◆ Task to carry out:
Every line of the records that holds the word "BTreeMap" should be copied out.

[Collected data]
* * * * *
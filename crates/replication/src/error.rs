// SPDX-FileCopyrightText: 2025 Caspar Water Company
//
// SPDX-License-Identifier: Apache-2.0

//! Error types for disk replication

use crate::message::PeerId;
use thiserror::Error;

#[derive(Error, Debug)]
pub enum ReplicationError {
    #[error("Serialization error: {0}")]
    Codec(#[from] serde_json::Error),

    #[error("Snapshot error: {0}")]
    Snapshot(#[from] std::io::Error),

    #[error("Disk error: {0}")]
    Disk(#[from] diskfs::Error),

    #[error("Unknown disk: {0}")]
    UnknownDisk(String),

    #[error("Disk {0} is not memory-backed")]
    NotMemoryBacked(String),

    #[error("Disk {0} has no host storage to snapshot")]
    NotSnapshottable(String),

    #[error("Unknown participant: {0}")]
    UnknownParticipant(PeerId),

    #[error("Channel to participant {0} is closed")]
    ChannelClosed(PeerId),

    #[error("Unexpected {kind} message from participant {from}")]
    Unexpected { kind: &'static str, from: PeerId },
}

pub type Result<T> = std::result::Result<T, ReplicationError>;
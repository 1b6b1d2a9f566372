// SPDX-FileCopyrightText: 2025 Caspar Water Company
//
// SPDX-License-Identifier: Apache-2.0

use crate::message::{Envelope, Message, PeerId, Recipient, UpdateOp};
use diagnostics::log_debug;
use diskfs::{Change, ChangeSink, Visibility};
use std::cell::RefCell;
use std::collections::VecDeque;

/// Messages one participant has queued for the network.
///
/// Replicated disks publish into it as their change sink; the tick driver
/// drains it and hands the envelopes to the transport.
#[derive(Debug)]
pub struct Outbox {
    owner: PeerId,
    queue: RefCell<VecDeque<Envelope>>,
}

impl Outbox {
    #[must_use]
    pub fn new(owner: PeerId) -> Self {
        Self {
            owner,
            queue: RefCell::new(VecDeque::new()),
        }
    }

    #[must_use]
    pub fn owner(&self) -> PeerId {
        self.owner
    }

    pub fn send(&self, to: Recipient, message: Message) {
        log_debug!(
            "queue {kind} for {disk} from {from} to {to}",
            kind: message.kind(),
            disk: message.disk_name(),
            from: self.owner,
            to: format!("{:?}", to)
        );
        self.queue.borrow_mut().push_back(Envelope {
            from: self.owner,
            to,
            message,
        });
    }

    /// Take everything queued so far, oldest first
    pub fn drain(&self) -> Vec<Envelope> {
        self.queue.borrow_mut().drain(..).collect()
    }

    #[must_use]
    pub fn len(&self) -> usize {
        self.queue.borrow().len()
    }

    #[must_use]
    pub fn is_empty(&self) -> bool {
        self.queue.borrow().is_empty()
    }
}

impl ChangeSink for Outbox {
    fn publish(&self, change: Change) {
        let to = match change.visibility {
            Visibility::Private => Recipient::Host,
            Visibility::Shared => Recipient::All,
        };
        self.send(
            to,
            Message::Update(UpdateOp {
                disk_name: change.disk_name,
                path: change.path,
                action: change.action,
            }),
        );
    }
}
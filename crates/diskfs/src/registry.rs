// SPDX-FileCopyrightText: 2025 Caspar Water Company
//
// SPDX-License-Identifier: Apache-2.0

//! Per-participant disk table and virtual path routing.

use crate::disk::Disk;
use crate::error::{Error, Result};
use crate::path::{resolve_path, split_disk};
use diagnostics::{log_info, log_warn};
use std::cell::RefCell;
use std::collections::BTreeMap;
use std::fmt;
use std::rc::Rc;

/// Name of the process-wide read-only disk every registry routes to
pub const SYSTEM_DISK: &str = "sys";

/// The disks one participant can reach, keyed by name.
///
/// `sys` is never stored in the table; it always routes to the system disk
/// handed over at construction, which is shared by every registry.
pub struct DiskRegistry {
    identity: u64,
    system: Rc<dyn Disk>,
    disks: RefCell<BTreeMap<String, Rc<dyn Disk>>>,
}

impl DiskRegistry {
    pub fn new(identity: u64, system: Rc<dyn Disk>) -> Self {
        Self {
            identity,
            system,
            disks: RefCell::new(BTreeMap::new()),
        }
    }

    /// Stable participant identity this registry belongs to
    #[must_use]
    pub fn identity(&self) -> u64 {
        self.identity
    }

    #[must_use]
    pub fn system(&self) -> Rc<dyn Disk> {
        self.system.clone()
    }

    /// Register a disk under its own name
    pub fn mount(&self, disk: Rc<dyn Disk>) -> Result<()> {
        let name = disk.name().to_string();
        if name.is_empty() || name.contains('/') {
            return Err(Error::InvalidPath);
        }
        if name == SYSTEM_DISK {
            log_warn!("refusing to mount over the system disk");
            return Err(Error::AlreadyExists);
        }
        let mut disks = self.disks.borrow_mut();
        if disks.contains_key(&name) {
            return Err(Error::AlreadyExists);
        }
        log_info!(
            "mounted {name} for participant {identity} (writeable: {writeable})",
            name: name.as_str(),
            identity: self.identity,
            writeable: disk.is_writeable()
        );
        _ = disks.insert(name, disk);
        Ok(())
    }

    pub fn unmount(&self, name: &str) -> Option<Rc<dyn Disk>> {
        let removed = self.disks.borrow_mut().remove(name);
        if removed.is_some() {
            log_info!("unmounted {name} for participant {identity}", name, identity: self.identity);
        }
        removed
    }

    /// Disk registered as `name`; `sys` is always present
    #[must_use]
    pub fn get(&self, name: &str) -> Option<Rc<dyn Disk>> {
        if name == SYSTEM_DISK {
            return Some(self.system.clone());
        }
        self.disks.borrow().get(name).cloned()
    }

    /// Every reachable disk name, `sys` first
    #[must_use]
    pub fn names(&self) -> Vec<String> {
        let mut names = vec![SYSTEM_DISK.to_string()];
        names.extend(self.disks.borrow().keys().cloned());
        names
    }

    /// Route a canonical virtual path to its disk and disk-local remainder.
    ///
    /// Returns `None` when the path is not absolute or names no known disk.
    #[must_use]
    pub fn resolve(&self, path: &str) -> Option<(Rc<dyn Disk>, String)> {
        let (name, local) = split_disk(path)?;
        let disk = self.get(name)?;
        Some((disk, local.trim_end_matches('/').to_string()))
    }

    /// Normalize an absolute virtual path, then route it
    pub(crate) fn locate(&self, path: &str) -> Result<(Rc<dyn Disk>, String)> {
        if !path.starts_with('/') {
            return Err(Error::InvalidPath);
        }
        let canonical = resolve_path("/", path)?;
        self.resolve(&canonical).ok_or(Error::DiskNotFound)
    }
}

impl fmt::Debug for DiskRegistry {
    fn fmt(&self, f: &mut fmt::Formatter<'_>) -> fmt::Result {
        f.debug_struct("DiskRegistry")
            .field("identity", &self.identity)
            .field("disks", &self.names())
            .finish()
    }
}

#[cfg(test)]
mod tests {
    use super::*;
    use crate::disk::MemoryDisk;
    use crate::tree::MemoryDirectoryTree;

    fn registry() -> DiskRegistry {
        let sys = MemoryDisk::with_tree("sys", MemoryDirectoryTree::new(), false);
        let registry = DiskRegistry::new(7, Rc::new(sys));
        registry
            .mount(Rc::new(MemoryDisk::with_tree(
                "usr",
                MemoryDirectoryTree::new(),
                true,
            )))
            .unwrap();
        registry
    }

    #[test]
    fn test_routes_by_first_segment() {
        let registry = registry();
        let (disk, local) = registry.resolve("/usr/lib/a.ms").unwrap();
        assert_eq!(disk.name(), "usr");
        assert_eq!(local, "lib/a.ms");

        let (disk, local) = registry.resolve("/sys").unwrap();
        assert_eq!(disk.name(), "sys");
        assert_eq!(local, "");

        let (_, local) = registry.resolve("/usr/").unwrap();
        assert_eq!(local, "");
    }

    #[test]
    fn test_unknown_disk_is_none() {
        let registry = registry();
        assert!(registry.resolve("/net/a.txt").is_none());
        assert!(registry.resolve("usr/a.txt").is_none());
        assert!(registry.resolve("/").is_none());
        assert_eq!(registry.locate("/net/x").err(), Some(Error::DiskNotFound));
    }

    #[test]
    fn test_names_are_case_sensitive() {
        let registry = registry();
        assert!(registry.resolve("/USR/a").is_none());
        assert_eq!(registry.names(), vec!["sys", "usr"]);
        assert_eq!(registry.identity(), 7);
    }

    #[test]
    fn test_sys_cannot_be_mounted() {
        let registry = registry();
        let fake = Rc::new(MemoryDisk::with_tree("sys", MemoryDirectoryTree::new(), true));
        assert_eq!(registry.mount(fake), Err(Error::AlreadyExists));
        assert!(!registry.get("sys").unwrap().is_writeable());
    }

    #[test]
    fn test_duplicate_and_unmount() {
        let registry = registry();
        let again = Rc::new(MemoryDisk::new("usr", true));
        assert_eq!(registry.mount(again), Err(Error::AlreadyExists));
        assert!(registry.unmount("usr").is_some());
        assert!(registry.unmount("usr").is_none());
        assert!(registry.get("usr").is_none());
        assert!(registry.unmount("sys").is_none());
    }

    #[test]
    fn test_locate_normalizes_first() {
        let registry = registry();
        let (disk, local) = registry.locate("/usr/./lib/../a.txt").unwrap();
        assert_eq!(disk.name(), "usr");
        assert_eq!(local, "a.txt");
        assert_eq!(registry.locate("/usr/..").err(), Some(Error::InvalidPath));
        assert_eq!(registry.locate("a.txt").err(), Some(Error::InvalidPath));
    }
}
* * * * *
◆ Answer to this exercise:
use std::collections::BTreeMap;
    disks: RefCell<BTreeMap<String, Rc<dyn Disk>>>,
            disks: RefCell::new(BTreeMap::new()),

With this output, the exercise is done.